La plaga

La proliferación de tórtolas turcas empieza a hacer desagradables los jardines y las terrazas

No es islamofobia lo mío con las tórtolas turcas. De hecho, la primera que vi, hace 25 años más o menos, me pareció preciosa. Como una señorita, mientras que las palomas se me antojaban señoronas, apunté en mi diario. Diez años después volvieron a mis notas, ay: "Peligro de la muchedumbre: las tórtolas turcas. Si fueran menos, qué bonitas serían".

Tenemos la sensibilidad excitada por Los pájaros de Hitchcock. Dante, con su segundo círculo del infierno lleno de pájaros dando vueltas, tampoco ayuda. Pero lo de las tórtolas turcas es una plaga sin cinefilias ni fobias. No hay más que mirar al cielo.

No se ve otro ave. Se echa muchísimo de menos a los jilgueros y a los gorriones. Por lo visto, las tórtolas turcas compiten por su comida, y eso se lo pone muy difícil. También están desplazando a la tórtola común, aunque la paloma torcaz resiste terca el envite.

La tórtola turca debe su nombre, como la geografía indica, a la península de Anatolia. Ha tenido una expansión fulgurante. Extraña por dos motivos: la ha hecho por sus propios medios, sin sueltas irresponsables de mascotas y, además, es sedentaria, por lo que su globalización choca más. A mí, menos. Se reproducen a tal velocidad (hasta seis puestas al año) que, por pura densidad de población, las nuevas turcas se mudan un poquito más allá, y así sucesivamente.

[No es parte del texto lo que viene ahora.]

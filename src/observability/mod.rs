//! Observability subsystem.
//!
//! # Data Flow
//! ```text
//! tracing macros (all subsystems)
//!     → logging.rs (EnvFilter, -Q cap, fmt layer)
//!     → stderr (errors) / stdout (the rest)
//!
//! server events
//!     → events::ConsoleSink → tracing
//! ```
//!
//! # Design Decisions
//! - RUST_LOG picks the directives; `-Q` still caps them at error

pub mod logging;
//! Network-print sink: newline-delimited JSON events over TCP.
//!
//! # Responsibilities
//! - Connect to a remote log collector at startup
//! - Forward every event as one JSON line
//! - Close the connection exactly once at process exit

use std::io::Write;
use std::net::{Shutdown, TcpStream};
use std::time::Duration;

use super::outbox::{Outbox, QUEUE_DEPTH};
use super::{Event, Handler, SinkError};

/// A collector that accepts no bytes for this long is abandoned.
pub const WRITE_TIMEOUT: Duration = Duration::from_secs(5);

/// Connection to a remote log collector.
#[derive(Debug)]
pub struct NetPrint {
    addr: String,
    outbox: Outbox<Vec<u8>>,
}

impl NetPrint {
    /// Open a connection to `addr` (`host:port`).
    pub fn connect(addr: &str) -> Result<Self, SinkError> {
        let connect_err = |source| SinkError::Connect {
            addr: addr.to_string(),
            source,
        };
        let mut stream = TcpStream::connect(addr).map_err(connect_err)?;
        stream
            .set_write_timeout(Some(WRITE_TIMEOUT))
            .map_err(connect_err)?;
        // events are small and infrequent
        let _ = stream.set_nodelay(true);

        let peer = addr.to_string();
        let outbox = Outbox::spawn("netprint", QUEUE_DEPTH, move |line: Vec<u8>| {
            if let Err(e) = stream.write_all(&line) {
                let _ = stream.shutdown(Shutdown::Both);
                return Err(e.into());
            }
            Ok(())
        })?;

        tracing::info!(addr = %peer, "Connected to netprint server");
        Ok(Self {
            addr: addr.to_string(),
            outbox,
        })
    }

    pub fn addr(&self) -> &str {
        &self.addr
    }

    pub fn is_closed(&self) -> bool {
        self.outbox.is_closed()
    }

    /// Flush queued events and close the connection.
    ///
    /// Returns false if it was already closed.
    pub fn close(&self) -> bool {
        let closed = self.outbox.close();
        if closed {
            tracing::info!(addr = %self.addr, "Netprint connection closed");
        }
        closed
    }
}

impl Handler for NetPrint {
    fn name(&self) -> &'static str {
        "netprint"
    }

    fn on_event(&self, event: &Event) -> Result<(), SinkError> {
        let mut line = serde_json::to_vec(event)?;
        line.push(b'\n');
        self.outbox.push(line)
    }
}
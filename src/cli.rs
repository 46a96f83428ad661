//! Command-line option parser.
//!
//! Values are typed here but not validated; policy strings are decoded by
//! `config::resolver`.

use std::ffi::OsString;
use std::time::Duration;

use clap::error::ErrorKind;
use clap::{CommandFactory, Parser};

use crate::config::schema::{
    DEFAULT_ALLOW_FILLS, DEFAULT_ALLOW_STAMP, DEFAULT_BIND_ADDRS, DEFAULT_MAX_DURATION,
    DEFAULT_MIN_INTERVAL, DEFAULT_OUTPUT_DIR, DEFAULT_SERVER_FILL, DEFAULT_SERVER_TIMEOUT,
};
use crate::lifecycle::exit::ExitClass;

#[derive(Parser, Debug, Clone)]
#[command(
    name = "nlmt-server",
    about = "Network latency measurement server",
    disable_version_flag = true
)]
pub struct Cli {
    /// Bind addresses, comma separated (:port, host, host:port, %iface, %iface:port)
    #[arg(short = 'b', value_name = "addresses", default_value = DEFAULT_BIND_ADDRS)]
    pub bind: String,

    /// Max test duration, or 0 for no maximum
    #[arg(short = 'd', value_name = "duration", value_parser = parse_duration, default_value = DEFAULT_MAX_DURATION)]
    pub max_duration: Duration,

    /// Min send interval, or 0 for no minimum
    #[arg(short = 'i', value_name = "interval", value_parser = parse_duration, default_value = DEFAULT_MIN_INTERVAL)]
    pub min_interval: Duration,

    /// Max packet length, or 0 for no maximum
    #[arg(short = 'l', value_name = "length", default_value_t = 0)]
    pub max_length: usize,

    /// Print events to a remote log server, e.g. 0.0.0.0:50009
    #[arg(short = 'n', value_name = "address", default_value = "")]
    pub netprint: String,

    /// Timestamp modes to allow (none, single, dual)
    #[arg(long = "tstamp", value_name = "modes", default_value = DEFAULT_ALLOW_STAMP)]
    pub tstamp: String,

    /// HMAC key for all packets (0x prefix for hex)
    #[arg(long = "hmac", value_name = "key", default_value = "")]
    pub hmac: String,

    /// Log events to syslog (local:, local:/tag, udp://host:port/tag, tcp://host:port/tag)
    #[arg(long = "syslog", value_name = "uri", default_value = "")]
    pub syslog: String,

    /// Timeout for closing connections with no requests, 0 for none
    #[arg(long = "timeout", value_name = "dur", value_parser = parse_duration, default_value = DEFAULT_SERVER_TIMEOUT)]
    pub timeout: Duration,

    /// Packet burst allowed before enforcing the minimum interval
    #[arg(long = "pburst", value_name = "#", default_value_t = crate::config::schema::DEFAULT_PACKET_BURST)]
    pub packet_burst: usize,

    /// Payload fill if not requested (none, rand, pattern:XX)
    #[arg(long = "fill", value_name = "fill", default_value = DEFAULT_SERVER_FILL)]
    pub fill: String,

    /// Comma separated patterns of fill requests to allow, "" allows none
    #[arg(long = "allow-fills", value_name = "fills", default_value = DEFAULT_ALLOW_FILLS)]
    pub allow_fills: String,

    /// IPv4 only
    #[arg(short = '4')]
    pub ipv4: bool,

    /// IPv6 only
    #[arg(short = '6')]
    pub ipv6: bool,

    /// IP time to live, 0 for the OS default
    #[arg(long = "ttl", value_name = "ttl", default_value_t = crate::config::schema::DEFAULT_TTL)]
    pub ttl: u32,

    /// Don't allow setting DSCP
    #[arg(long = "no-dscp")]
    pub no_dscp: bool,

    /// Set source IP on all outgoing packets from unspecified-address listeners
    #[arg(long = "set-src-ip")]
    pub set_src_ip: bool,

    /// Ship ECN bits to be logged by the client; forces --set-src-ip, disables UDP replies
    #[arg(long = "ecn")]
    pub ecn: bool,

    /// Pin request handling to dedicated threads
    #[arg(long = "thread")]
    pub thread: bool,

    /// Show version
    #[arg(short = 'v', long = "version")]
    pub version: bool,

    /// Write JSON output to file ('d' for default name, '-' for stdout)
    #[arg(short = 'o', value_name = "file", default_value = "")]
    pub output: String,

    /// Output directory, used only with the default file name
    #[arg(long = "outdir", value_name = "dir", default_value = DEFAULT_OUTPUT_DIR)]
    pub outdir: String,

    /// Quiet, suppress per-packet output
    #[arg(short = 'q')]
    pub quiet: bool,

    /// Really quiet, suppress all output except errors
    #[arg(short = 'Q')]
    pub really_quiet: bool,
}

/// A parse that ended the program instead of producing options.
#[derive(Debug)]
pub struct CliExit {
    pub class: ExitClass,
    pub message: String,
}

impl Cli {
    /// Parse `args` (including the program name).
    ///
    /// Help, unknown flags and malformed values all classify as a bad
    /// command line; the message already carries usage.
    pub fn parse_from_args<I, T>(args: I) -> Result<Self, CliExit>
    where
        I: IntoIterator<Item = T>,
        T: Into<OsString> + Clone,
    {
        Self::try_parse_from(args).map_err(|e| {
            let message = match e.kind() {
                ErrorKind::DisplayHelp => Self::command().render_help().to_string(),
                _ => e.render().to_string(),
            };
            CliExit {
                class: ExitClass::BadCommandLine,
                message,
            }
        })
    }

    /// One-line usage for diagnostics.
    pub fn usage() -> String {
        Self::command().render_usage().to_string()
    }
}

/// Text printed by `-v`.
pub fn version_text() -> String {
    format!("{} {}", env!("CARGO_PKG_NAME"), env!("CARGO_PKG_VERSION"))
}

fn parse_duration(s: &str) -> Result<Duration, humantime::DurationError> {
    if s == "0" {
        return Ok(Duration::ZERO);
    }
    humantime::parse_duration(s)
}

Su nombre científico denota que, desde el principio, no despertaron entusiasmo. Se basa en una leyenda que mezcla el cristianismo con las metamorfosis de Ovidio. Se llama Streptopelia decaocto porque su canto parece repetir obsesivamente (de la obsesión no hay duda) dieciocho, dieciocho en griego… Un soldado romano se apiadó de Cristo en la cruz y quiso comprarle un cuenco de leche. La vendedora pedía 18 monedas y el romano sólo tenía 17. No le bajó el precio y repetía decaocto, decaocto, todo el rato. Jesús la maldijo -lo que es inverosímil- y se convirtió en esta plaga. Si se aviniese a decir "diecisiete" se rompería la maldición. En cambio, si sube a "diecinueve" el fin del mundo estaría cerca.

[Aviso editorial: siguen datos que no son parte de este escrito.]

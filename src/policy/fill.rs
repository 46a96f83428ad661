//! Payload filler policies and the allow-fills pattern list.
//!
//! # Design Decisions
//! - The factory registry is a static slice; help text and the decoder read
//!   the same table so they cannot drift apart
//! - `none` is not a factory: it means "echo the client payload"
//! - Allow-fills patterns only understand `*`, nothing else is special

use std::fmt;

use serde::Serialize;

use super::PolicyError;

/// Pattern used by `pattern:` when no bytes are given ("irtt" in ASCII).
pub const DEFAULT_PATTERN: &[u8] = &[0x69, 0x72, 0x74, 0x74];

/// Token meaning "echo the client payload".
pub const NO_FILL: &str = "none";

/// A concrete payload fill policy.
#[derive(Debug, Clone, Default, PartialEq, Eq)]
pub enum Filler {
    /// Echo whatever the client sent.
    None,
    /// Random bytes.
    #[default]
    Rand,
    /// Repeating byte pattern.
    Pattern(Vec<u8>),
}

impl Filler {
    /// Decode a `--fill` token against the given registry.
    pub fn decode(raw: &str, factories: &[FillerFactory]) -> Result<Self, PolicyError> {
        if raw == NO_FILL {
            return Ok(Self::None);
        }

        for factory in factories {
            if factory.matches(raw) {
                return (factory.build)(&raw[factory.token.len()..]);
            }
        }

        Err(PolicyError::UnknownFiller {
            token: raw.to_string(),
            choices: choices(factories),
        })
    }

    /// Whether replies echo the request payload.
    pub fn is_echo(&self) -> bool {
        matches!(self, Self::None)
    }
}

impl fmt::Display for Filler {
    fn fmt(&self, f: &mut fmt::Formatter<'_>) -> fmt::Result {
        match self {
            Self::None => f.write_str(NO_FILL),
            Self::Rand => f.write_str("rand"),
            Self::Pattern(bytes) => write!(f, "pattern:{}", hex::encode(bytes)),
        }
    }
}

impl Serialize for Filler {
    fn serialize<S: serde::Serializer>(&self, serializer: S) -> Result<S::Ok, S::Error> {
        serializer.collect_str(self)
    }
}

/// A registered filler constructor.
///
/// A token ending in `:` takes the remainder of the flag as its argument.
#[derive(Clone, Copy)]
pub struct FillerFactory {
    pub token: &'static str,
    pub usage: &'static str,
    build: fn(&str) -> Result<Filler, PolicyError>,
}

impl FillerFactory {
    fn matches(&self, raw: &str) -> bool {
        if self.token.ends_with(':') {
            raw.starts_with(self.token)
        } else {
            raw == self.token
        }
    }
}

impl fmt::Debug for FillerFactory {
    fn fmt(&self, f: &mut fmt::Formatter<'_>) -> fmt::Result {
        f.debug_struct("FillerFactory")
            .field("token", &self.token)
            .field("usage", &self.usage)
            .finish_non_exhaustive()
    }
}

/// Every filler the server knows how to build, in help-text order.
pub static FILLER_FACTORIES: &[FillerFactory] = &[
    FillerFactory {
        token: "rand",
        usage: "rand: use random bytes",
        build: build_rand,
    },
    FillerFactory {
        token: "pattern:",
        usage: "pattern:XX: use repeating pattern of hex (default 69727474)",
        build: build_pattern,
    },
];

fn build_rand(_arg: &str) -> Result<Filler, PolicyError> {
    Ok(Filler::Rand)
}

fn build_pattern(arg: &str) -> Result<Filler, PolicyError> {
    if arg.is_empty() {
        return Ok(Filler::Pattern(DEFAULT_PATTERN.to_vec()));
    }
    hex::decode(arg)
        .map(Filler::Pattern)
        .map_err(|e| PolicyError::InvalidFillArgument {
            token: format!("pattern:{arg}"),
            reason: e.to_string(),
        })
}

fn choices(factories: &[FillerFactory]) -> String {
    std::iter::once(NO_FILL)
        .chain(factories.iter().map(|f| f.token))
        .collect::<Vec<_>>()
        .join(", ")
}

/// Glob patterns restricting which client fill requests are honored.
///
/// An empty list rejects every fill request.
#[derive(Debug, Clone, Default, PartialEq, Eq, Serialize)]
#[serde(transparent)]
pub struct AllowFills(Vec<String>);

impl AllowFills {
    /// Split a comma separated `--allow-fills` value, preserving order.
    pub fn decode(raw: &str) -> Self {
        if raw.is_empty() {
            return Self(Vec::new());
        }
        Self(raw.split(',').map(str::to_string).collect())
    }

    /// Whether a requested fill token matches any pattern.
    pub fn allows(&self, token: &str) -> bool {
        self.0.iter().any(|pattern| glob_match(pattern, token))
    }

    pub fn patterns(&self) -> &[String] {
        &self.0
    }

    pub fn is_empty(&self) -> bool {
        self.0.is_empty()
    }
}

/// `*` matches any run of characters, everything else matches literally.
fn glob_match(pattern: &str, text: &str) -> bool {
    let p: Vec<char> = pattern.chars().collect();
    let t: Vec<char> = text.chars().collect();
    let (mut pi, mut ti) = (0, 0);
    // last `*` seen and the text position it was tried against
    let mut star: Option<(usize, usize)> = None;

    while ti < t.len() {
        if pi < p.len() && p[pi] == '*' {
            star = Some((pi, ti));
            pi += 1;
        } else if pi < p.len() && p[pi] == t[ti] {
            pi += 1;
            ti += 1;
        } else if let Some((spi, sti)) = star {
            pi = spi + 1;
            ti = sti + 1;
            star = Some((spi, sti + 1));
        } else {
            return false;
        }
    }

    p[pi..].iter().all(|&c| c == '*')
}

Lo ideal sería que dijese "diecisiete" de una vez y nos dejase con nuestros jilgueros y verderones. Si no, no estaría mal que algún político, en vez de mirarse el ombligo y entretenerse con sus encuestas y sus luchas internas, levantase la vista y tomara alguna medida. Unas cuantas son bonitas, pero la invasión que tenemos encima es sucia, inquietante e insostenible.